In-Class Kaggle_Predicting crystal structure from X-ray diffraction

Published:

  • Who: the solo- and in-class Kaggle competition project
  • When: Sept. 2020 - Mar. 2021
  • Where: NANO 281 Fall 2020 Lab3
  • What: Prediction the crystal structures (14 bravais lattice) from table-type XRD data
  • How: TensorFlow 2.x (Conv-1D). CV-Stacking. Ensemble. Scikit-learn. LightGradientBoost. CatBoost. XGBoost. AdaBoost. RandomForest. Data transformation (n-root transformation). 3-step fine-tuning(Adam_custom, Adamax, Adadelta) of self-building models. Learning rate control(Reduced learing rate on the plateau).
  • Learn: Handling structured-type dataset (table data). Building Conv-1D structure from the scratch. Statistically data analysis. Data augmentation method for XRD dataset.

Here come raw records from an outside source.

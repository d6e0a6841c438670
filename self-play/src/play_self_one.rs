use anyhow::{Context, Result};
use log::debug;
use rand::distributions::{Distribution, WeightedIndex};
use rand::rngs::StdRng;
use rand::{Rng, SeedableRng};

use engine::{GameEngine, Player};
use mcts::{TemperatureMaxMoves, Temperature, MCTS};
use model::{GameAnalyzer, PositionMetrics};

use super::{SelfPlayMetrics, SelfPlayOptions};

/// Plays one game against itself from the initial state with player one to move.
///
/// Every position is recorded under each symmetry of the board. Once the game ends each example
/// is scored with the result from the perspective of the player who was to move in it.
pub fn play_self_one<E, M, R>(
    game_engine: &E,
    analyzer: &M,
    options: &SelfPlayOptions,
    rng: &mut R,
) -> Result<SelfPlayMetrics<E::State>>
where
    E: GameEngine,
    M: GameAnalyzer<State = E::State>,
    R: Rng,
{
    let search_rng = StdRng::from_rng(&mut *rng).context("Failed to seed the search rng")?;
    let mut mcts = MCTS::with_rng(
        game_engine,
        analyzer,
        options.mcts_options.clone(),
        search_rng,
    );

    let temp = TemperatureMaxMoves::new(1.0, 0.0, options.temp_threshold);

    let mut game_state = game_engine.initial_state();
    let mut player = Player::One;
    let mut episode_step = 0;
    let mut positions: Vec<(E::State, Player, Vec<f32>)> = vec![];

    let outcome = loop {
        episode_step += 1;

        let canonical_state = game_engine.canonicalize(&game_state, player);
        let temperature = temp.temp(episode_step);
        let policy = mcts.get_action_prob(&canonical_state, temperature)?;

        for (state, symmetric_policy) in game_engine.symmetries(&canonical_state, &policy) {
            positions.push((state, player, symmetric_policy));
        }

        let action = WeightedIndex::new(&policy)
            .with_context(|| format!("Invalid search policy {:?}", policy))?
            .sample(&mut *rng);

        debug!(
            "Step: {}, Player: {:?}, Temp: {}, Action: {}",
            episode_step, player, temperature, action
        );

        let (next_state, next_player) = game_engine.take_action(&game_state, action, player);
        game_state = next_state;
        player = next_player;

        let outcome = game_engine.outcome(&game_state, player);
        if outcome.is_terminal() {
            break outcome;
        }
    };

    let examples = positions
        .into_iter()
        .map(|(state, position_player, policy)| {
            let position_outcome = if position_player == player {
                outcome
            } else {
                outcome.reversed()
            };

            PositionMetrics::new(state, policy, position_outcome.value())
        })
        .collect();

    Ok(SelfPlayMetrics::new(
        examples,
        game_state,
        player,
        outcome,
        episode_step,
    ))
}
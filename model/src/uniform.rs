use std::marker::PhantomData;

use super::analytics::{GameAnalyzer, GameStateAnalysis};

/// Oracle that knows nothing: equal priors over every action and a constant value.
pub struct UniformAnalyzer<S> {
    action_count: usize,
    value_score: f32,
    _phantom: PhantomData<fn(&S)>,
}

impl<S> UniformAnalyzer<S> {
    pub fn new(action_count: usize) -> Self {
        Self::with_value(action_count, 0.0)
    }

    pub fn with_value(action_count: usize, value_score: f32) -> Self {
        Self {
            action_count,
            value_score,
            _phantom: PhantomData,
        }
    }
}

impl<S> GameAnalyzer for UniformAnalyzer<S> {
    type State = S;

    fn get_state_analysis(&self, _: &Self::State) -> GameStateAnalysis {
        let policy_score = if self.action_count == 0 {
            0.0
        } else {
            1.0 / self.action_count as f32
        };

        GameStateAnalysis::new(self.value_score, vec![policy_score; self.action_count])
    }
}
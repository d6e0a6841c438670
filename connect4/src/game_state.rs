use std::fmt::{self, Display, Formatter};

use engine::Player;
use serde::{Deserialize, Serialize};

use crate::{column_base, has_connected_4, map_board_to_arr, mirror, COLS, ROWS, TOP_ROW_MASK};

/// Two bitboards, one per player, with 7 bits per column starting in the bottom left.
#[derive(Clone, Copy, Debug, PartialEq, Eq, Hash, Serialize, Deserialize)]
pub struct GameState {
    pub p1_piece_board: u64,
    pub p2_piece_board: u64,
}

impl GameState {
    pub fn initial() -> Self {
        GameState {
            p1_piece_board: 0,
            p2_piece_board: 0,
        }
    }

    fn all_pieces(&self) -> u64 {
        self.p1_piece_board | self.p2_piece_board
    }

    pub fn board_for(&self, player: Player) -> u64 {
        match player {
            Player::One => self.p1_piece_board,
            Player::Two => self.p2_piece_board,
        }
    }

    /// Drops a piece for `player` into the 0 based `column`.
    pub fn drop_piece(&self, column: usize, player: Player) -> Self {
        let all_pieces = self.all_pieces();
        let dropped_piece = (all_pieces + column_base(column)) & !all_pieces;

        debug_assert!(
            dropped_piece & TOP_ROW_MASK << 1 == 0,
            "column {} is full",
            column
        );

        match player {
            Player::One => Self {
                p1_piece_board: self.p1_piece_board | dropped_piece,
                ..*self
            },
            Player::Two => Self {
                p2_piece_board: self.p2_piece_board | dropped_piece,
                ..*self
            },
        }
    }

    pub fn get_valid_columns(&self) -> Vec<bool> {
        let all_pieces = self.all_pieces();

        (0..COLS)
            .map(|column| {
                let column_mask_row_six = column_base(column) << (ROWS - 1);
                column_mask_row_six & all_pieces == 0
            })
            .collect()
    }

    pub fn is_full(&self) -> bool {
        self.all_pieces() & TOP_ROW_MASK == TOP_ROW_MASK
    }

    pub fn has_connected_4(&self, player: Player) -> bool {
        has_connected_4(self.board_for(player))
    }

    pub fn number_of_pieces(&self) -> usize {
        self.all_pieces().count_ones() as usize
    }

    pub fn swapped(&self) -> Self {
        Self {
            p1_piece_board: self.p2_piece_board,
            p2_piece_board: self.p1_piece_board,
        }
    }

    pub fn mirrored(&self) -> Self {
        Self {
            p1_piece_board: mirror(self.p1_piece_board),
            p2_piece_board: mirror(self.p2_piece_board),
        }
    }

    /// Both bitboards packed side by side.
    pub fn key(&self) -> u128 {
        ((self.p1_piece_board as u128) << 64) | self.p2_piece_board as u128
    }
}

impl Display for GameState {
    fn fmt(&self, f: &mut Formatter<'_>) -> fmt::Result {
        let p1_board = map_board_to_arr(self.p1_piece_board);
        let p2_board = map_board_to_arr(self.p2_piece_board);

        writeln!(f)?;
        writeln!(f, "   +---+---+---+---+---+---+---+")?;

        for y in 0..ROWS {
            for x in 0..COLS {
                if x == 0 {
                    write!(f, "   |")?;
                }
                let idx = y * COLS + x;
                let p = if p1_board[idx] {
                    "X"
                } else if p2_board[idx] {
                    "O"
                } else {
                    " "
                };
                write!(f, " {} |", p)?;
            }
            writeln!(f)?;
            if y != ROWS - 1 {
                writeln!(f, "   |---+---+---+---+---+---+---|")?;
            }
        }

        writeln!(f, "   +---+---+---+---+---+---+---+")?;
        writeln!(f, "     0   1   2   3   4   5   6  ")?;

        Ok(())
    }
}

#[cfg(test)]
mod tests {
    use super::*;

    fn drop_alternating(columns: &[usize]) -> GameState {
        let mut state = GameState::initial();
        let mut player = Player::One;

        for column in columns {
            state = state.drop_piece(*column, player);
            player = player.opponent();
        }

        state
    }

    fn fill_five_rows() -> GameState {
        let columns: Vec<usize> = (0..COLS).flat_map(|c| std::iter::repeat(c).take(5)).collect();
        drop_alternating(&columns)
    }

    #[test]
    fn test_new_state_is_correct() {
        let state = GameState::initial();
        assert_eq!(state.p1_piece_board, 0);
        assert_eq!(state.p2_piece_board, 0);
    }

    #[test]
    fn test_drop_piece_empty_first_column() {
        let state = GameState::initial().drop_piece(0, Player::One);
        assert_eq!(state.p1_piece_board, 1);
    }

    #[test]
    fn test_drop_piece_empty_last_column() {
        let state = GameState::initial().drop_piece(6, Player::Two);
        assert_eq!(state.p2_piece_board, 1 << (7 * 6));
        assert_eq!(state.p1_piece_board, 0);
    }

    #[test]
    fn test_drop_piece_empty_column_includes_other_pieces() {
        let state = drop_alternating(&[0, 1, 2]);

        let piece_1 = 1;
        let piece_3 = 1 << (7 * 2);
        assert_eq!(state.p1_piece_board, piece_1 | piece_3);
    }

    #[test]
    fn test_drop_piece_column_on_other_player_piece() {
        let state = drop_alternating(&[0, 0, 3, 3, 3, 3, 3]);

        let piece_1_1 = 1;
        let piece_1_2 = 2;

        let column_4 = 1 << (7 * 3);
        let piece_4_1 = column_4;
        let piece_4_2 = column_4 << 1;
        let piece_4_3 = column_4 << 2;
        let piece_4_4 = column_4 << 3;
        let piece_4_5 = column_4 << 4;

        assert_eq!(
            state.p1_piece_board,
            piece_1_1 | piece_4_1 | piece_4_3 | piece_4_5
        );
        assert_eq!(state.p2_piece_board, piece_1_2 | piece_4_2 | piece_4_4);
    }

    #[test]
    fn test_get_valid_columns_all_available() {
        assert_eq!(fill_five_rows().get_valid_columns(), vec![true; COLS]);
    }

    #[test]
    fn test_get_valid_columns_first_column_full() {
        let state = fill_five_rows().drop_piece(0, Player::One);

        assert_eq!(
            state.get_valid_columns(),
            vec![false, true, true, true, true, true, true]
        );
        assert!(!state.is_full());
    }

    #[test]
    fn test_get_valid_columns_all_full() {
        let mut state = fill_five_rows();
        for column in 0..COLS {
            state = state.drop_piece(column, Player::One);
        }

        assert_eq!(state.get_valid_columns(), vec![false; COLS]);
        assert!(state.is_full());
        assert_eq!(state.number_of_pieces(), 42);
    }

    #[test]
    fn test_number_of_pieces() {
        assert_eq!(GameState::initial().number_of_pieces(), 0);
        assert_eq!(drop_alternating(&[3]).number_of_pieces(), 1);
        assert_eq!(drop_alternating(&[3, 3, 4]).number_of_pieces(), 3);
    }

    #[test]
    fn test_has_connected_4_only_for_owner() {
        let state = drop_alternating(&[0, 1, 0, 1, 0, 1, 0]);

        assert!(state.has_connected_4(Player::One));
        assert!(!state.has_connected_4(Player::Two));
    }

    #[test]
    fn test_swapped_and_mirrored() {
        let state = drop_alternating(&[0, 6]);

        let swapped = state.swapped();
        assert_eq!(swapped.p1_piece_board, state.p2_piece_board);
        assert_eq!(swapped.p2_piece_board, state.p1_piece_board);

        let mirrored = state.mirrored();
        assert_eq!(mirrored.p1_piece_board, 1 << (7 * 6));
        assert_eq!(mirrored.p2_piece_board, 1);
    }

    #[test]
    fn test_key_distinguishes_players() {
        let a = GameState::initial().drop_piece(0, Player::One);
        let b = GameState::initial().drop_piece(0, Player::Two);

        assert_ne!(a.key(), b.key());
        assert_eq!(a.key(), b.swapped().key());
    }

    #[test]
    fn test_display_bottom_left_piece() {
        let state = GameState::initial().drop_piece(0, Player::One);
        let display = state.to_string();
        let bottom_row = display.lines().nth(12).unwrap();

        assert_eq!(bottom_row, "   | X |   |   |   |   |   |   |");
    }
}
pub mod engine;
pub mod players;
pub mod value;

pub use crate::engine::*;
pub use crate::players::*;
pub use crate::value::*;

  • Through several testing with hyperparameter optimized ML models including Boosting (LightGBM, CatBoost, XGBoost, and others) Bagging(RandomForest, and ExtraTrees) and others, the best accuracy was achieved from 1D-CNN structure. Based on the 1D-CNN models with 3-step fine tuning and CV-stacking(n-folds: 40), I reached at the 2nd-place in the public LB, and finally ranked 1st-place in the private LB! Yeah! nano281
  • The result was built on the ‘no augmented dataset’ and ‘no ensemble with other ML models.’ I believe there are spaces to enhance the accuracy if we can add more dataset (augmentation). LightGBM was very powerful model with this structured dataset, but my self-built pseudo VGG16 model showed the better performance.
  • The repository is opened to the public, but not including the entire materials and information. This is because the project is still going on, and its proprietary is under Prof. Ong, even though I am one of the contributor to this repository and project. Please contact me if you want to see in detail.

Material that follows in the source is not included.